• [Task requirements]: Would you print the records as they stand, down to the last character?

• [Data for review]:
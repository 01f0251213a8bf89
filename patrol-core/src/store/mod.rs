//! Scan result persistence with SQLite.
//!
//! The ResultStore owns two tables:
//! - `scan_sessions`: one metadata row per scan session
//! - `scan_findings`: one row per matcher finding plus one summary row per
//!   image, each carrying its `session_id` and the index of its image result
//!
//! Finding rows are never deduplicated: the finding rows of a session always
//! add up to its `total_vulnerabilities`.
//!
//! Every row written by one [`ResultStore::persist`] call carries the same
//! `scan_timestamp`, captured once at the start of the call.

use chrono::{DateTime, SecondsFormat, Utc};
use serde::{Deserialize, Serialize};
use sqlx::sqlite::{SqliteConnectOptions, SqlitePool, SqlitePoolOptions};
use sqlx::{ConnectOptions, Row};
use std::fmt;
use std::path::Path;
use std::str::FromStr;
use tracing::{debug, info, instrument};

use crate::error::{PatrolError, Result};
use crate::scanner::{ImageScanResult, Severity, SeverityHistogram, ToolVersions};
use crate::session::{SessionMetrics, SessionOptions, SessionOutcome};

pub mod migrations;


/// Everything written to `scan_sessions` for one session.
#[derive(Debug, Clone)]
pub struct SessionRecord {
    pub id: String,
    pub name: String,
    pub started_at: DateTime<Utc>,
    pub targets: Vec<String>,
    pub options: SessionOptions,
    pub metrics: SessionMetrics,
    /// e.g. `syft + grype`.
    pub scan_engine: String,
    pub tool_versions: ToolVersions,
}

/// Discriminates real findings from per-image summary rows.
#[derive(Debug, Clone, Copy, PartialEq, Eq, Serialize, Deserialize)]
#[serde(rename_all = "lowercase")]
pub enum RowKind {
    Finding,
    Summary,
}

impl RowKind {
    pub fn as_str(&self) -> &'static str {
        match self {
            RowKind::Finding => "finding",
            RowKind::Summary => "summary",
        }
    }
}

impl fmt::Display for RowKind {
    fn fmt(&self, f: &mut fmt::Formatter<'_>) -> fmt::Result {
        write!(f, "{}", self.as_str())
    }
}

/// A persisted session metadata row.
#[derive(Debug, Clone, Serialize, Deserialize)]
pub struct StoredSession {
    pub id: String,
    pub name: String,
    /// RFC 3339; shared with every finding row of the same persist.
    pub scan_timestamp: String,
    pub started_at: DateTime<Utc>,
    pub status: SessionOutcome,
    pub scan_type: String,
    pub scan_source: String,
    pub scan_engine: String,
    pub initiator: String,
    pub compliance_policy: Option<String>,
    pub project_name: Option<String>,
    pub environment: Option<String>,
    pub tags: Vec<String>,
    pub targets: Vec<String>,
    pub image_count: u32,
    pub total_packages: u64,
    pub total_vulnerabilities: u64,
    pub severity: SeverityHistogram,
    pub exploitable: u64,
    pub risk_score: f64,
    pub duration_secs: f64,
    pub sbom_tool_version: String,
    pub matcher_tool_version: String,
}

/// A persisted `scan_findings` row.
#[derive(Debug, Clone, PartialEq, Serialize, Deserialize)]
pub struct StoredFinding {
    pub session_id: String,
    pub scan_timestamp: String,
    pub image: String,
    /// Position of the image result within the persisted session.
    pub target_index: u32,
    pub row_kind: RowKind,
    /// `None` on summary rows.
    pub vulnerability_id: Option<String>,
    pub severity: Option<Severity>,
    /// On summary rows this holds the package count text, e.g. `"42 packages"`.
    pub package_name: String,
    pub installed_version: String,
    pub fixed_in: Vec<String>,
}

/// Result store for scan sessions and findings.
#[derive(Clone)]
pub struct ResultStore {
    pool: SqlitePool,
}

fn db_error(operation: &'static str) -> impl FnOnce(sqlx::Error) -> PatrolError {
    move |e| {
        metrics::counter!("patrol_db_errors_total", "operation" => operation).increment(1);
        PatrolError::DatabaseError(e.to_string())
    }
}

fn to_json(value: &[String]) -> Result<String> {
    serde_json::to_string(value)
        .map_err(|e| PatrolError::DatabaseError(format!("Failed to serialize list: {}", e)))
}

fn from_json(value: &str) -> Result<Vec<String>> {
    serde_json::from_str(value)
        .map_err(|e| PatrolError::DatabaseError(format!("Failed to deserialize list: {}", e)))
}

• [Answer]:
repository 01f0251213a8bf89
filename patrol-core/src/store/mod.rs
//! Scan result persistence with SQLite.
//!
//! The ResultStore owns two tables:
//! - `scan_sessions`: one metadata row per scan session
//! - `scan_findings`: one row per matcher finding plus one summary row per
//!   image, each carrying its `session_id` and the index of its image result
//!
//! Finding rows are never deduplicated: the finding rows of a session always
//! add up to its `total_vulnerabilities`.
//!
//! Every row written by one [`ResultStore::persist`] call carries the same
//! `scan_timestamp`, captured once at the start of the call.

use chrono::{DateTime, SecondsFormat, Utc};
use serde::{Deserialize, Serialize};
use sqlx::sqlite::{SqliteConnectOptions, SqlitePool, SqlitePoolOptions};
use sqlx::{ConnectOptions, Row};
use std::fmt;
use std::path::Path;
use std::str::FromStr;
use tracing::{debug, info, instrument};

use crate::error::{PatrolError, Result};
use crate::scanner::{ImageScanResult, Severity, SeverityHistogram, ToolVersions};
use crate::session::{SessionMetrics, SessionOptions, SessionOutcome};

pub mod migrations;


/// Everything written to `scan_sessions` for one session.
#[derive(Debug, Clone)]
pub struct SessionRecord {
    pub id: String,
    pub name: String,
    pub started_at: DateTime<Utc>,
    pub targets: Vec<String>,
    pub options: SessionOptions,
    pub metrics: SessionMetrics,
    /// e.g. `syft + grype`.
    pub scan_engine: String,
    pub tool_versions: ToolVersions,
}

/// Discriminates real findings from per-image summary rows.
#[derive(Debug, Clone, Copy, PartialEq, Eq, Serialize, Deserialize)]
#[serde(rename_all = "lowercase")]
pub enum RowKind {
    Finding,
    Summary,
}

impl RowKind {
    pub fn as_str(&self) -> &'static str {
        match self {
            RowKind::Finding => "finding",
            RowKind::Summary => "summary",
        }
    }
}

impl fmt::Display for RowKind {
    fn fmt(&self, f: &mut fmt::Formatter<'_>) -> fmt::Result {
        write!(f, "{}", self.as_str())
    }
}

/// A persisted session metadata row.
#[derive(Debug, Clone, Serialize, Deserialize)]
pub struct StoredSession {
    pub id: String,
    pub name: String,
    /// RFC 3339; shared with every finding row of the same persist.
    pub scan_timestamp: String,
    pub started_at: DateTime<Utc>,
    pub status: SessionOutcome,
    pub scan_type: String,
    pub scan_source: String,
    pub scan_engine: String,
    pub initiator: String,
    pub compliance_policy: Option<String>,
    pub project_name: Option<String>,
    pub environment: Option<String>,
    pub tags: Vec<String>,
    pub targets: Vec<String>,
    pub image_count: u32,
    pub total_packages: u64,
    pub total_vulnerabilities: u64,
    pub severity: SeverityHistogram,
    pub exploitable: u64,
    pub risk_score: f64,
    pub duration_secs: f64,
    pub sbom_tool_version: String,
    pub matcher_tool_version: String,
}

/// A persisted `scan_findings` row.
#[derive(Debug, Clone, PartialEq, Serialize, Deserialize)]
pub struct StoredFinding {
    pub session_id: String,
    pub scan_timestamp: String,
    pub image: String,
    /// Position of the image result within the persisted session.
    pub target_index: u32,
    pub row_kind: RowKind,
    /// `None` on summary rows.
    pub vulnerability_id: Option<String>,
    pub severity: Option<Severity>,
    /// On summary rows this holds the package count text, e.g. `"42 packages"`.
    pub package_name: String,
    pub installed_version: String,
    pub fixed_in: Vec<String>,
}

/// Result store for scan sessions and findings.
#[derive(Clone)]
pub struct ResultStore {
    pool: SqlitePool,
}

fn db_error(operation: &'static str) -> impl FnOnce(sqlx::Error) -> PatrolError {
    move |e| {
        metrics::counter!("patrol_db_errors_total", "operation" => operation).increment(1);
        PatrolError::DatabaseError(e.to_string())
    }
}

fn to_json(value: &[String]) -> Result<String> {
    serde_json::to_string(value)
        .map_err(|e| PatrolError::DatabaseError(format!("Failed to serialize list: {}", e)))
}

fn from_json(value: &str) -> Result<Vec<String>> {
    serde_json::from_str(value)
        .map_err(|e| PatrolError::DatabaseError(format!("Failed to deserialize list: {}", e)))
}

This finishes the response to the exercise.